§ WHAT THE TASK REQUIRES:
Each line of the records below that includes "tracing" adds one to the count; state the final count by itself.

§ PROVIDED RECORDS:
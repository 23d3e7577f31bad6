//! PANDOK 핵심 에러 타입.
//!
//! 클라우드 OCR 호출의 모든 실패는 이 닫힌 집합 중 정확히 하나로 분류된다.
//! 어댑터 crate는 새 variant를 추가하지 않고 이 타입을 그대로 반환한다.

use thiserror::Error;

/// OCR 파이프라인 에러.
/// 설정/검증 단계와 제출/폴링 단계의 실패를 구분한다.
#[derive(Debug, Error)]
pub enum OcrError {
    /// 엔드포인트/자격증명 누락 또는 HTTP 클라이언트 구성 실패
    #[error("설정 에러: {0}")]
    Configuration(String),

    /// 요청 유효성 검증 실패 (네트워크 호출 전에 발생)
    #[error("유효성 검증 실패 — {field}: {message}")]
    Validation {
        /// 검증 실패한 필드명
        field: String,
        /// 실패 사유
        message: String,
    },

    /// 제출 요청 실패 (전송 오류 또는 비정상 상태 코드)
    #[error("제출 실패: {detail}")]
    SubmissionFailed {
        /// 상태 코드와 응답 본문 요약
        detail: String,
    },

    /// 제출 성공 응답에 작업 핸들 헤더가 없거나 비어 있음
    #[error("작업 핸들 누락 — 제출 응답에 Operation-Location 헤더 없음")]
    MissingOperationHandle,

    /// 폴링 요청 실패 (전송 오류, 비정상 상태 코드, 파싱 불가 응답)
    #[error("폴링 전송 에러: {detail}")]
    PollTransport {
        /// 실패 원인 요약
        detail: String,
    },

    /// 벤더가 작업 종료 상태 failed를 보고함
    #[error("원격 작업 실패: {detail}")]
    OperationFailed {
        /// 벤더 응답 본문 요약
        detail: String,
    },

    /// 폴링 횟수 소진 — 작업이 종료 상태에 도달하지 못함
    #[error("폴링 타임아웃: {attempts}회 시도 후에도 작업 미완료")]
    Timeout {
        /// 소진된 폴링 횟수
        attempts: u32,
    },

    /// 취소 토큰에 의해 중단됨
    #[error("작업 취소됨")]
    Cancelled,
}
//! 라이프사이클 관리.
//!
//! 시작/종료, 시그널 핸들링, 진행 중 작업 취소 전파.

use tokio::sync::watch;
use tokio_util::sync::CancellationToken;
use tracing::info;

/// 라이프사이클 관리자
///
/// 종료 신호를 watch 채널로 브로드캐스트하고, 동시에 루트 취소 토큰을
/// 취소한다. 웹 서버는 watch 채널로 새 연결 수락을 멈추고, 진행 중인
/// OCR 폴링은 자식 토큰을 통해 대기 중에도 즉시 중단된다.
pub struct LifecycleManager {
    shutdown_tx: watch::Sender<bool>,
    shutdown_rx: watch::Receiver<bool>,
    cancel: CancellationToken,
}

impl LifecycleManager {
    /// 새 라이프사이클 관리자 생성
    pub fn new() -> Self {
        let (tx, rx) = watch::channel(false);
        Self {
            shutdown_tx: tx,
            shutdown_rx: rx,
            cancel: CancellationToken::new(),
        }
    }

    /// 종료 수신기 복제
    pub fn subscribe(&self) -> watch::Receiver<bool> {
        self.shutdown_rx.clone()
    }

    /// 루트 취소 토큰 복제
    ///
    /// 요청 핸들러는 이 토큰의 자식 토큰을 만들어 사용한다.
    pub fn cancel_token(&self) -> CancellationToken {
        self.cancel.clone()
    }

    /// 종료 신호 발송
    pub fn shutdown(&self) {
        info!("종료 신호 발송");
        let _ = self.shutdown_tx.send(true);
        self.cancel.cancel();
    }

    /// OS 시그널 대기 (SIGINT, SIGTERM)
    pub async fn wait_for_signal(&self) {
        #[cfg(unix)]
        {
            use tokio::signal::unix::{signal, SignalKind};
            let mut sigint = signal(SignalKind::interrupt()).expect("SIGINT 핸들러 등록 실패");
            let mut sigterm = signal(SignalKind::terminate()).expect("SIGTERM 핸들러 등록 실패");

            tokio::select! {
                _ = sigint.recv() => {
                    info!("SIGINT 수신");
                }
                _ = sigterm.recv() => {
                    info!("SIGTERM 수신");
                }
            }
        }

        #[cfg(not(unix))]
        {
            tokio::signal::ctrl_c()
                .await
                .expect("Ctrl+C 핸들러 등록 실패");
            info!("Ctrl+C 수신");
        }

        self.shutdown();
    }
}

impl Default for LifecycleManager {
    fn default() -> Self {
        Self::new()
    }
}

* * *

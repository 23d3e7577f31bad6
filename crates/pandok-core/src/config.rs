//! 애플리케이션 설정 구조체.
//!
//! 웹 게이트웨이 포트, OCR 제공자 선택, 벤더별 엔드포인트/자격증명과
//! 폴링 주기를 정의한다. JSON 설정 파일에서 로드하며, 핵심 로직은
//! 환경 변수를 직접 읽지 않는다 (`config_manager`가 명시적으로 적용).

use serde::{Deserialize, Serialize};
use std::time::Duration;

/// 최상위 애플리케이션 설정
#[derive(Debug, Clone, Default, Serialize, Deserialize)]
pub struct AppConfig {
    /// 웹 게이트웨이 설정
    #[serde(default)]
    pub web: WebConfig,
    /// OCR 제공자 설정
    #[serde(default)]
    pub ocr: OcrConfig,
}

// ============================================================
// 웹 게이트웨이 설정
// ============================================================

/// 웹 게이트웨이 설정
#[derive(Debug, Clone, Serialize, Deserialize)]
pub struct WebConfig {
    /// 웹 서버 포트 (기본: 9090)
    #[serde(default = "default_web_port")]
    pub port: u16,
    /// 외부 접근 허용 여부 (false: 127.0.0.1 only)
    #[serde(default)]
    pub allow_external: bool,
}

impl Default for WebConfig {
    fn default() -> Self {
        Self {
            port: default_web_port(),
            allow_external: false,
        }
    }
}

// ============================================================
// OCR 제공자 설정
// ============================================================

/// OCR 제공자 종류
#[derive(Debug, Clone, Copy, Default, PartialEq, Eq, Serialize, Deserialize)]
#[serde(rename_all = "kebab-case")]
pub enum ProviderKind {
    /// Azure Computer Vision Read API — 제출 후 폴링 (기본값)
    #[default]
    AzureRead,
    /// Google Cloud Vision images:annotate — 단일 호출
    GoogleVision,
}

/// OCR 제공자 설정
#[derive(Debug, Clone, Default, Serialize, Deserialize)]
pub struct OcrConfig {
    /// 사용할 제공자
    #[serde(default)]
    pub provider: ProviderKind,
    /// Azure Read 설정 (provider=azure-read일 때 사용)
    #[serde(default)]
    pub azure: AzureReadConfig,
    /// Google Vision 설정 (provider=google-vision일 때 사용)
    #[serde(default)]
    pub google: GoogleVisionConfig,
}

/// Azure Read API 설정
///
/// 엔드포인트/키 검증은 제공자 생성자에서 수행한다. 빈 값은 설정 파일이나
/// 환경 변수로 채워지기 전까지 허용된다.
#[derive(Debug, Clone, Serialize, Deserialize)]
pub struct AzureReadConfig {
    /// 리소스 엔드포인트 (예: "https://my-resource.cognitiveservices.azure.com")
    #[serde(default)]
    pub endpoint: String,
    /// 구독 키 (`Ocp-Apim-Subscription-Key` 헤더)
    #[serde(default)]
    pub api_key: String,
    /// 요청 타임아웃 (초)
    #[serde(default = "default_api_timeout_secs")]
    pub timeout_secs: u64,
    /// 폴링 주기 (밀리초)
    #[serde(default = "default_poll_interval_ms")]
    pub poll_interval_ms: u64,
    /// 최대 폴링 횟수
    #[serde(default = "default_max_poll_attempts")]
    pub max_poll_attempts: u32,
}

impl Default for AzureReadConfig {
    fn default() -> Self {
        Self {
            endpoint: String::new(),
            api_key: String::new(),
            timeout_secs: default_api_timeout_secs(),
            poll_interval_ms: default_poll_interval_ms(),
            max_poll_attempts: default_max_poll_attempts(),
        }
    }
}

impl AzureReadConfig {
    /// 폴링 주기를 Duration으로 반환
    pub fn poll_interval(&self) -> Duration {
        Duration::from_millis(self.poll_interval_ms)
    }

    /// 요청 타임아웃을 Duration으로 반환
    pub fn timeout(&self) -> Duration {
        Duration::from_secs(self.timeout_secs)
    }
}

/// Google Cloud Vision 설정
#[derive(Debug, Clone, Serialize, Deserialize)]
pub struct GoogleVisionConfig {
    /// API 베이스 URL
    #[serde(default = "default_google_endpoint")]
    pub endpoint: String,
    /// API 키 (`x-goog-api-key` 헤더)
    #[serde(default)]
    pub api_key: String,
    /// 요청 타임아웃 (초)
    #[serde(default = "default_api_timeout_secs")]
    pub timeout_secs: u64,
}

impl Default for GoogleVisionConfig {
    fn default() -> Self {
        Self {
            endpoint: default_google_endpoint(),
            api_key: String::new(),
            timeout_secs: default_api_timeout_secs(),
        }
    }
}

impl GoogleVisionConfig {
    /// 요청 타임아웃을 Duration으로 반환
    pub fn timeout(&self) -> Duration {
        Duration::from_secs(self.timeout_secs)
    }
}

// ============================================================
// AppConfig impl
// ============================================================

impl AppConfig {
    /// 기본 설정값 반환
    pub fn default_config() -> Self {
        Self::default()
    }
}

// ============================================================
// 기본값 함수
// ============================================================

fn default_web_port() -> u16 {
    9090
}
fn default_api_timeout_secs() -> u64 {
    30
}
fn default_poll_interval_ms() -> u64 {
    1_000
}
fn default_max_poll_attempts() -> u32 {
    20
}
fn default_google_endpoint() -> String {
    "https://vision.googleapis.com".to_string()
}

--

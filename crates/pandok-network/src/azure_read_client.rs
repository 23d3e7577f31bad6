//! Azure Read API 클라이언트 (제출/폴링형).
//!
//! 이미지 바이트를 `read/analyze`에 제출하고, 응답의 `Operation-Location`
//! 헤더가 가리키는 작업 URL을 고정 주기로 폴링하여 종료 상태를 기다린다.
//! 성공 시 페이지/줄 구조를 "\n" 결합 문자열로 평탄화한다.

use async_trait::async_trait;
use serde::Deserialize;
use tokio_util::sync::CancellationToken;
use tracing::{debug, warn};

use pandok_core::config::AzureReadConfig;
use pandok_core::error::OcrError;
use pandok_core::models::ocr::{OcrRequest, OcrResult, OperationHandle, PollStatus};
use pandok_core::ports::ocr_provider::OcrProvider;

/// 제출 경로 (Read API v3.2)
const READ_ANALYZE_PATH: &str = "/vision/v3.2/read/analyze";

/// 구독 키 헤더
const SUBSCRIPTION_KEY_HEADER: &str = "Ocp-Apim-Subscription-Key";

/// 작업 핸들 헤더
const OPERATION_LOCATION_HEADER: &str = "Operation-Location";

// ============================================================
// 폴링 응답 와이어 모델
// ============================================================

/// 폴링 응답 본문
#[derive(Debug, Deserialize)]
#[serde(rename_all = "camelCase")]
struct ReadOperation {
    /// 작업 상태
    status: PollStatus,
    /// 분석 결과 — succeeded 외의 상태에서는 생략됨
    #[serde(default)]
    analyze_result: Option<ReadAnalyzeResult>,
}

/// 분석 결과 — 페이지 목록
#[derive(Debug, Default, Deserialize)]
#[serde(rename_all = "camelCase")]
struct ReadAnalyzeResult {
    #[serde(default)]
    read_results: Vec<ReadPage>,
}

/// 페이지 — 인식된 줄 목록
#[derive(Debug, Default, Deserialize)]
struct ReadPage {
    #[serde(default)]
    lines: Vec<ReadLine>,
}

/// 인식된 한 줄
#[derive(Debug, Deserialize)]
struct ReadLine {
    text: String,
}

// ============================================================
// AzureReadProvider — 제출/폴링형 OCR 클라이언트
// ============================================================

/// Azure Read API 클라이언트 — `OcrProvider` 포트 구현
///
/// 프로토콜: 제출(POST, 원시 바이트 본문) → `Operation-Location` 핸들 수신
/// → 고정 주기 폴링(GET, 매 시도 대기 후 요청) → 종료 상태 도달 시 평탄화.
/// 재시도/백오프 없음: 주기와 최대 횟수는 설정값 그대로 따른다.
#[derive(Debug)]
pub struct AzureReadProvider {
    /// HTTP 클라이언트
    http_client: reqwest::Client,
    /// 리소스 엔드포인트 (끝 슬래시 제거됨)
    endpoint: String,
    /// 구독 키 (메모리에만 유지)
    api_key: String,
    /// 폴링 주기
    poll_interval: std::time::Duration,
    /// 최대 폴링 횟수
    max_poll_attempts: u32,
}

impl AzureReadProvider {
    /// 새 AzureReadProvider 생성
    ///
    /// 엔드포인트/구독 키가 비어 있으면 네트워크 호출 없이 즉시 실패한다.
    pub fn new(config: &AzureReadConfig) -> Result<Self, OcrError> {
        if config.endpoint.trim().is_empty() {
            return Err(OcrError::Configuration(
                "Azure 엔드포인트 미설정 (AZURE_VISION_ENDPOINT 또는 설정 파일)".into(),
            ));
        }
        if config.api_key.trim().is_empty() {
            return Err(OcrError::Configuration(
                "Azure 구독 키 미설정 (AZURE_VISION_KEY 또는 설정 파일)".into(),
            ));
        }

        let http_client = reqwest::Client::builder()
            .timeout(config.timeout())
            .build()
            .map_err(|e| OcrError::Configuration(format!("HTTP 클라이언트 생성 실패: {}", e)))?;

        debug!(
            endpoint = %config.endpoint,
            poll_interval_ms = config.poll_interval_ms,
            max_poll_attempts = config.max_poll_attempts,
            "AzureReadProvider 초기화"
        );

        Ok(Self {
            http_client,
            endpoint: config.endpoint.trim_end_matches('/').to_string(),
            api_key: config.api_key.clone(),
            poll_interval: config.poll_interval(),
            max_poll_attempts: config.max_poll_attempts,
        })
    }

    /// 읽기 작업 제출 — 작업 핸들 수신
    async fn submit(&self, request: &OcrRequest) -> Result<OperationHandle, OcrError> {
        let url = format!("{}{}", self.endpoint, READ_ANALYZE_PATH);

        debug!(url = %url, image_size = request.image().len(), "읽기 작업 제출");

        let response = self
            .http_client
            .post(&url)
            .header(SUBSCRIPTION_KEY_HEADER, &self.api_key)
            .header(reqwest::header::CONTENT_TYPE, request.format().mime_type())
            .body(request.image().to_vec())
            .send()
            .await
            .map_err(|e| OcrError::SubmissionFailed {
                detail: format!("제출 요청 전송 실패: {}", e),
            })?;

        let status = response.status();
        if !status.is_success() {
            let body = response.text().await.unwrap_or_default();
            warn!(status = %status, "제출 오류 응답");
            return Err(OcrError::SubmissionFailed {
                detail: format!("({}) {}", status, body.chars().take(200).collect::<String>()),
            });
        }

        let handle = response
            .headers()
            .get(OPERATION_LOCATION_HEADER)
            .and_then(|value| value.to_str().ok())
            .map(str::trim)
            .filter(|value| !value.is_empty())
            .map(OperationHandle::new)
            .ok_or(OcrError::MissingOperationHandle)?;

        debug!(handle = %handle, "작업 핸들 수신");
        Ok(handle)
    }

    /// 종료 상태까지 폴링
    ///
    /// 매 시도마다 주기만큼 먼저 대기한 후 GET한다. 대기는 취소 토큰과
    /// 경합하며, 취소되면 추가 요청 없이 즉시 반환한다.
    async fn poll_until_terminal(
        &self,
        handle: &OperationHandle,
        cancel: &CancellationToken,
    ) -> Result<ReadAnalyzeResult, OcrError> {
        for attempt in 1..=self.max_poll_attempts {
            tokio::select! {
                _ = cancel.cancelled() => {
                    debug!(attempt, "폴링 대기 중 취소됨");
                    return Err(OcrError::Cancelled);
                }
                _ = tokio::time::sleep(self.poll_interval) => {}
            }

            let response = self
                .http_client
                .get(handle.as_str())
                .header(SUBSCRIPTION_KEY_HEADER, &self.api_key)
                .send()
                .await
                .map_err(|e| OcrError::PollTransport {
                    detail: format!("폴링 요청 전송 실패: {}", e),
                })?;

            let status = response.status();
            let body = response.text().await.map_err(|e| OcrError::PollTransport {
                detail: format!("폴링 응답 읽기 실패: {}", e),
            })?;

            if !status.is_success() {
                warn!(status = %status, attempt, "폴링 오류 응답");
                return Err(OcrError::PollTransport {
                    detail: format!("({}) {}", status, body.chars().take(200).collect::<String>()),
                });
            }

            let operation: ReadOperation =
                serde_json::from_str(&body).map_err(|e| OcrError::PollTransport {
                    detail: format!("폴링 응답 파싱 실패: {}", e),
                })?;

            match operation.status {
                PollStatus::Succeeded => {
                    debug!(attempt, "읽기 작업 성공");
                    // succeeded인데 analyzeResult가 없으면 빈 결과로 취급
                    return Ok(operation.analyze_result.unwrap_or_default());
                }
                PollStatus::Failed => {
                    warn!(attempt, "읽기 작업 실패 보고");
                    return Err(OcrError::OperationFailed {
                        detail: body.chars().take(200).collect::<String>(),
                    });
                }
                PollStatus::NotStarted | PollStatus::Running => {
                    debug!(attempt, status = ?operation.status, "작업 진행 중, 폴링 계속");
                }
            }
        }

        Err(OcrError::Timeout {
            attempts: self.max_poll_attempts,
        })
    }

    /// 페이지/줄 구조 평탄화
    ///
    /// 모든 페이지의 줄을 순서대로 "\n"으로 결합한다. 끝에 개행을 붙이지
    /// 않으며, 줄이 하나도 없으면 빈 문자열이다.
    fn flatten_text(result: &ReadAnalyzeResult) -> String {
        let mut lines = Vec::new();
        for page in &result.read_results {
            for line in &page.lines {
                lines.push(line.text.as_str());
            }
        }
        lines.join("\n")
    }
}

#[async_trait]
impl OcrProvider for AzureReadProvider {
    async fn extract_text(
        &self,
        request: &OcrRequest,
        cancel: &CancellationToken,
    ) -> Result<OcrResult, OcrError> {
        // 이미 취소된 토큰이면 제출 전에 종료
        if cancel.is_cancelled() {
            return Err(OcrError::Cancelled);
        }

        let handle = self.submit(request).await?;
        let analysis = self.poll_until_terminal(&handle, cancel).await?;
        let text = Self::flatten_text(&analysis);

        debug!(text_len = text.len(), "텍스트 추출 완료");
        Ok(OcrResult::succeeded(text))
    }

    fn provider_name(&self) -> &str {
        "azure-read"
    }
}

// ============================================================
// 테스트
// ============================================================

§ SOLUTION FOR THIS TASK:
2